[PATCH libxkbcommon 1/4] compose: add xkbcommon-compose - API
David Herrmann
dh.herrmann at gmail.com
Mon Sep 15 05:01:50 PDT 2014
Hi
On Mon, Sep 15, 2014 at 1:48 PM, Ran Benita <ran234 at gmail.com> wrote:
> On Mon, Sep 15, 2014 at 08:41:37AM +0200, David Herrmann wrote:
>> Hi
>
> Hi David
>
>> On Sun, Sep 14, 2014 at 11:05 PM, Ran Benita <ran234 at gmail.com> wrote:
> [snip]
>> > +/**
>> > + * @page compose-cancellation Cancellation Behavior
>> > + * @parblock
>> > + *
>> > + * What should happen when a sequence is cancelled? For example, consider
>> > + * there are only the above sequences, and the input kesysms are
>> > + * \<dead_acute\> \<b\>. There are a few approaches:
>> > + *
>> > + * 1. Swallow the cancelling keysym; that is, no keysym is produced.

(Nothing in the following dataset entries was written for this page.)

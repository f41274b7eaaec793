use std::sync::Arc;

use nft_types::{
    ArtNft, LaunchpadMarket, LiveObject, MarketSale, NftCertificate, NftCollection, ObjectId,
    ObjectResponse, Owner, PackageType,
};
use regex::Regex;
use tracing::trace;

use crate::fields::{
    attributes, bool_field, id_field, nested_fields, str_field, string_list, struct_fields,
    u64_field, value_to_id, value_to_u64,
};
use crate::pattern::{DescriptorKind, TypeDescriptor};

/// Turns a generic object response into one kind of typed record.
///
/// Parsing is pure: no I/O and no shared state, so a parser can be shared
/// freely across tasks. A response that is not a live object, or whose type
/// descriptor does not have the expected shape, parses to `None`.
pub trait ObjectParser: Send + Sync + 'static {
    type Output: Send + Sync + 'static;

    /// The descriptor kind this parser accepts.
    fn kind(&self) -> DescriptorKind;

    /// Build the record from a live object whose descriptor already matched.
    fn build(&self, object: &LiveObject, descriptor: TypeDescriptor<'_>) -> Self::Output;

    fn regex(&self) -> &'static Regex {
        self.kind().regex()
    }

    /// Whether an object of this type descriptor would be accepted.
    fn matches(&self, type_descriptor: &str) -> bool {
        self.kind().matches(type_descriptor)
    }

    fn parse_live(&self, object: &LiveObject) -> Option<Self::Output> {
        let Some(descriptor) = self.kind().decompose(object.type_descriptor()) else {
            trace!(id = %object.id(), kind = ?self.kind(), "descriptor did not match");
            return None;
        };
        Some(self.build(object, descriptor))
    }

    fn parse(&self, response: &ObjectResponse) -> Option<Self::Output> {
        self.parse_live(response.as_live()?)
    }

    /// Parse every response, dropping the ones that are not of this kind.
    fn parse_all<'a, I>(&self, responses: I) -> Vec<Self::Output>
    where
        I: IntoIterator<Item = &'a ObjectResponse>,
    {
        responses.into_iter().filter_map(|r| self.parse(r)).collect()
    }
}

/// The owner's address for address- or object-owned objects, `""` otherwise.
pub fn parse_object_owner(owner: &Owner) -> String {
    owner.address().to_owned()
}

fn package_type(descriptor: &TypeDescriptor<'_>) -> PackageType {
    PackageType {
        package_object_id: ObjectId::new(descriptor.package),
        package_module: descriptor.module.to_owned(),
        package_module_class_name: descriptor.class_name.to_owned(),
    }
}

/// Parses `nft::Nft<C, D>` objects into [`ArtNft`].
#[derive(Clone, Copy, Debug, Default)]
pub struct ArtNftParser;

impl ObjectParser for ArtNftParser {
    type Output = ArtNft;

    fn kind(&self) -> DescriptorKind {
        DescriptorKind::ArtNft
    }

    fn build(&self, object: &LiveObject, descriptor: TypeDescriptor<'_>) -> ArtNft {
        let fields = object.fields();
        ArtNft {
            id: object.id().clone(),
            name: str_field(fields, "name"),
            url: str_field(fields, "url"),
            collection_id: id_field(fields, "collection_id"),
            attributes: attributes(fields),
            owner: object.owner.clone(),
            owner_address: parse_object_owner(&object.owner),
            data_type: object.data.data_type.clone(),
            package: package_type(&descriptor),
            nft_type: descriptor.secondary.unwrap_or_default().to_owned(),
            raw: Arc::new(object.clone()),
        }
    }
}

/// Parses `collection::Collection<C, std_collection::StdMeta>` objects.
#[derive(Clone, Copy, Debug, Default)]
pub struct CollectionParser;

impl ObjectParser for CollectionParser {
    type Output = NftCollection;

    fn kind(&self) -> DescriptorKind {
        DescriptorKind::Collection
    }

    fn build(&self, object: &LiveObject, descriptor: TypeDescriptor<'_>) -> NftCollection {
        let fields = object.fields();
        NftCollection {
            id: object.id().clone(),
            name: str_field(fields, "name"),
            description: str_field(fields, "description"),
            symbol: str_field(fields, "symbol"),
            creators: string_list(fields, "creators"),
            receiver: str_field(fields, "receiver"),
            mint_authority_id: id_field(fields, "mint_authority"),
            tags: string_list(fields, "tags"),
            data_type: object.data.data_type.clone(),
            package: package_type(&descriptor),
            raw: Arc::new(object.clone()),
        }
    }
}

/// Parses fixed-price launchpads (`slingshot::Slingshot<C, fixed_price::FixedPriceMarket>`).
#[derive(Clone, Copy, Debug, Default)]
pub struct MarketParser;

impl ObjectParser for MarketParser {
    type Output = LaunchpadMarket;

    fn kind(&self) -> DescriptorKind {
        DescriptorKind::Market
    }

    fn build(&self, object: &LiveObject, descriptor: TypeDescriptor<'_>) -> LaunchpadMarket {
        let fields = object.fields();
        let sales = fields
            .get("sales")
            .and_then(|v| v.as_array())
            .map(|items| items.iter().filter_map(nested_fields).map(parse_sale).collect())
            .unwrap_or_default();
        LaunchpadMarket {
            id: object.id().clone(),
            live: bool_field(fields, "live"),
            admin: str_field(fields, "admin"),
            receiver: str_field(fields, "receiver"),
            sales,
            package: package_type(&descriptor),
            raw: Arc::new(object.clone()),
        }
    }
}

fn parse_sale(sale: &serde_json::Map<String, serde_json::Value>) -> MarketSale {
    let nfts = sale
        .get("nfts")
        .and_then(|v| v.as_array())
        .map(|ids| ids.iter().filter_map(value_to_id).collect())
        .unwrap_or_default();
    let market_price = struct_fields(sale, "market")
        .and_then(|market| market.get("price"))
        .and_then(value_to_u64)
        .unwrap_or_else(|| u64_field(sale, "market_price"));
    MarketSale {
        id: id_field(sale, "id"),
        tier_index: u64_field(sale, "tier_index"),
        nfts,
        market_price,
    }
}

/// Parses `launchpad::NftCertificate` objects.
#[derive(Clone, Copy, Debug, Default)]
pub struct CertificateParser;

impl ObjectParser for CertificateParser {
    type Output = NftCertificate;

    fn kind(&self) -> DescriptorKind {
        DescriptorKind::Certificate
    }

    fn build(&self, object: &LiveObject, descriptor: TypeDescriptor<'_>) -> NftCertificate {
        let fields = object.fields();
        NftCertificate {
            id: object.id().clone(),
            package_object_id: ObjectId::new(descriptor.package),
            launchpad_id: id_field(fields, "launchpad_id").unwrap_or_else(|| ObjectId::new("")),
            nft_id: id_field(fields, "nft_id").unwrap_or_else(|| ObjectId::new("")),
            owner_address: parse_object_owner(&object.owner),
            raw: Arc::new(object.clone()),
        }
    }
}

#[cfg(test)]
mod tests {
    use super::*;
    use proptest::prelude::*;
    use serde_json::{json, Value};

    const PKG: &str = "0xc8670160d3af6a605385f570a59344f5182d4267";

    fn live(id: &str, type_: String, fields: Value, owner: Value) -> ObjectResponse {
        let object: LiveObject = serde_json::from_value(json!({
            "data": {
                "dataType": "moveObject",
                "type": type_,
                "has_public_transfer": true,
                "fields": fields
            },
            "owner": owner,
            "previousTransaction": "9a3f",
            "storageRebate": 16,
            "reference": { "objectId": id, "version": 1, "digest": "d1" }
        }))
        .unwrap();
        ObjectResponse::Live(object)
    }

    fn nft_type() -> String {
        format!("{PKG}::nft::Nft<{PKG}::suimarines::SUIMARINES, {PKG}::unique_nft::Unique>")
    }

    fn nft_response() -> ObjectResponse {
        live(
            "0x01",
            nft_type(),
            json!({
                "id": { "id": "0x01" },
                "name": "First Releap NFT",
                "url": "https://i.imgur.com/D5yhcTC.png",
                "collection_id": "0x16ccac9ac3f10018b231855665fe22215a6f0edf",
                "attributes": { "type": "0x2::vec_map::VecMap", "fields": { "keys": ["Rarity"], "values": ["Ultra-rare"] } }
            }),
            json!({ "AddressOwner": "0xowner" }),
        )
    }

    #[test]
    fn parses_art_nft() {
        let nft = ArtNftParser.parse(&nft_response()).unwrap();
        assert_eq!(nft.id.as_str(), "0x01");
        assert_eq!(nft.name, "First Releap NFT");
        assert_eq!(nft.url, "https://i.imgur.com/D5yhcTC.png");
        assert_eq!(
            nft.collection_id,
            Some(ObjectId::from("0x16ccac9ac3f10018b231855665fe22215a6f0edf"))
        );
        assert_eq!(nft.attributes["Rarity"], "Ultra-rare");
        assert_eq!(nft.owner_address, "0xowner");
        assert_eq!(nft.data_type, "moveObject");
        assert_eq!(nft.package.package_object_id.as_str(), PKG);
        assert_eq!(nft.package.package_module, "suimarines");
        assert_eq!(nft.package.package_module_class_name, "SUIMARINES");
        assert_eq!(nft.nft_type, "unique_nft::Unique");
        assert_eq!(nft.collection_type(), format!("{PKG}::suimarines::SUIMARINES"));
        assert_eq!(nft.raw.id().as_str(), "0x01");
    }

    #[test]
    fn parsing_is_deterministic() {
        let resp = nft_response();
        assert_eq!(ArtNftParser.parse(&resp), ArtNftParser.parse(&resp));
    }

    #[test]
    fn missing_object_is_none() {
        assert!(ArtNftParser.parse(&ObjectResponse::missing("0x01")).is_none());
        assert!(CollectionParser.parse(&ObjectResponse::missing("0x01")).is_none());
    }

    #[test]
    fn wrong_descriptor_is_none() {
        let coin = live("0x02", "0x2::coin::Coin<0x2::sui::SUI>".into(), json!({}), json!({}));
        assert!(ArtNftParser.parse(&coin).is_none());
        assert!(CollectionParser.parse(&nft_response()).is_none());
    }

    #[test]
    fn object_owned_nft_reports_parent() {
        let resp = live("0x03", nft_type(), json!({ "name": "listed" }), json!({ "ObjectOwner": "0xparent" }));
        let nft = ArtNftParser.parse(&resp).unwrap();
        assert_eq!(nft.owner_address, "0xparent");
        assert!(nft.collection_id.is_none());
        assert!(nft.attributes.is_empty());
    }

    #[test]
    fn parses_collection() {
        let resp = live(
            "0x16cc",
            format!("{PKG}::collection::Collection<{PKG}::suimarines::SUIMARINES, {PKG}::std_collection::StdMeta>"),
            json!({
                "name": "Suimarines",
                "description": "A unique NFT collection of Suimarines on Sui",
                "symbol": "SUIM",
                "creators": ["0xcreator"],
                "receiver": "0xreceiver",
                "mint_authority": "0x69dd15849c0be531bc2eabb70a4d1077da2d0411"
            }),
            json!("Immutable"),
        );
        let c = CollectionParser.parse(&resp).unwrap();
        assert_eq!(c.id.as_str(), "0x16cc");
        assert_eq!(c.name, "Suimarines");
        assert_eq!(c.symbol, "SUIM");
        assert_eq!(c.creators, vec!["0xcreator"]);
        assert_eq!(c.receiver, "0xreceiver");
        assert_eq!(
            c.mint_authority_id,
            Some(ObjectId::from("0x69dd15849c0be531bc2eabb70a4d1077da2d0411"))
        );
        assert!(c.tags.is_empty());
        assert_eq!(c.package.package_module, "suimarines");
    }

    #[test]
    fn parses_market_sales() {
        let resp = live(
            "0x5c26",
            format!("{PKG}::slingshot::Slingshot<{PKG}::suimarines::SUIMARINES, {PKG}::fixed_price::FixedPriceMarket>"),
            json!({
                "live": true,
                "admin": "0xadmin",
                "receiver": "0xreceiver",
                "sales": [
                    { "type": "Sale", "fields": { "id": { "id": "0xs0" }, "tier_index": "0", "nfts": [],
                      "market": { "type": "FixedPriceMarket", "fields": { "price": "50" } } } },
                    { "type": "Sale", "fields": { "id": { "id": "0xs1" }, "tier_index": "1", "nfts": ["0xn1", "0xn2"],
                      "market": { "type": "FixedPriceMarket", "fields": { "price": "100" } } } }
                ]
            }),
            json!({ "Shared": { "initial_shared_version": 1 } }),
        );
        let m = MarketParser.parse(&resp).unwrap();
        assert!(m.live);
        assert_eq!(m.sales.len(), 2);
        let sale = m.active_sale().unwrap();
        assert_eq!(sale.tier_index, 1);
        assert_eq!(sale.market_price, 100);
        assert_eq!(sale.nfts, vec![ObjectId::from("0xn1"), ObjectId::from("0xn2")]);
    }

    #[test]
    fn parses_certificate() {
        let resp = live(
            "0xcert",
            format!("{PKG}::launchpad::NftCertificate"),
            json!({ "id": { "id": "0xcert" }, "launchpad_id": "0x5c26", "nft_id": "0xn1" }),
            json!({ "AddressOwner": "0xbuyer" }),
        );
        let cert = CertificateParser.parse(&resp).unwrap();
        assert_eq!(cert.package_object_id.as_str(), PKG);
        assert_eq!(cert.launchpad_id.as_str(), "0x5c26");
        assert_eq!(cert.nft_id.as_str(), "0xn1");
        assert_eq!(cert.owner_address, "0xbuyer");
    }

    #[test]
    fn parse_all_filters() {
        let responses = vec![
            nft_response(),
            ObjectResponse::missing("0xgone"),
            live("0x09", "0x2::coin::Coin<0x2::sui::SUI>".into(), json!({}), json!({})),
        ];
        let parsed = ArtNftParser.parse_all(&responses);
        assert_eq!(parsed.len(), 1);
        assert_eq!(parsed[0].id.as_str(), "0x01");
    }

    #[test]
    fn owner_helper() {
        assert_eq!(parse_object_owner(&Owner::Object("0xparent".into())), "0xparent");
        assert_eq!(parse_object_owner(&Owner::Unknown), "");
    }

    proptest! {
        #[test]
        fn arbitrary_descriptors_never_panic(desc in ".{0,200}") {
            let resp = live("0x01", desc, json!({}), json!({}));
            let first = ArtNftParser.parse(&resp);
            prop_assert_eq!(first, ArtNftParser.parse(&resp));
            let _ = CollectionParser.parse(&resp);
        }

        #[test]
        fn generated_nft_descriptors_decompose(
            pkg in "[a-f0-9]{40}",
            module in "[a-zA-Z_]{1,12}",
            class in "[a-zA-Z_]{1,12}",
            second in "[a-zA-Z_]{1,12}::[a-zA-Z_]{1,12}",
        ) {
            let desc = format!("0x{pkg}::nft::Nft<0x{pkg}::{module}::{class}, 0x{pkg}::{second}>");
            let resp = live("0x01", desc, json!({}), json!({}));
            let nft = ArtNftParser.parse(&resp).unwrap();
            prop_assert_eq!(nft.package.package_object_id.as_str(), format!("0x{pkg}"));
            prop_assert_eq!(nft.package.package_module, module);
            prop_assert_eq!(nft.package.package_module_class_name, class);
            prop_assert_eq!(nft.nft_type, second);
        }
    }
}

>> > + * This is the approach taken by libX11.
>> > + * 2. Let the cancelling keysym through; that is, \<b\> is produced.
>> > + * 3. Replay the entire sequence; that is, \<dead_acute\> \<b\> is produced.
>> > + * This is the approach taken by Microsoft Windows (approximately;
>> > + * instead of \<dead_acute\>, the underlying key is used. This is
>> > + * difficult to simulate with XKB keymaps).
>> > + *
>> > + * You can program whichever approach best fits users' expectations.
>>
>> Hm, implementing 3) is a pain as we have to track the keysyms
>> separately. Your compose-API does not provide a way to retrieve the
>> parsed/failed sequence.
>
> I think alternative 3 is the nicest really, so I want to make it
> possible, without too much work if possible.
I agree!
> Tracking the sequence is possible - I've added a return value to
> xkb_compose_state_feed() for this purpose. It can be done with e.g. a
> wrapper over xkb_compose_state_feed(), something like:
Yes, sure, but I wanted to avoid tracking it separately. We could just
climb up the compose-trie after we cancelled it and recreate the list
of keysyms?
If that's not possible, tracking it separately should be fine. It
isn't that much work..
>> But given that we have no dead-key =>
>> normal-key conversion right now, it's probably fine. If we want it, we
>> can add an API for both later on (assuming a trivial keysym conversion
>> from dead_key => normal is possible).
>
> Yes, maybe we can add such a function, once we have more experience.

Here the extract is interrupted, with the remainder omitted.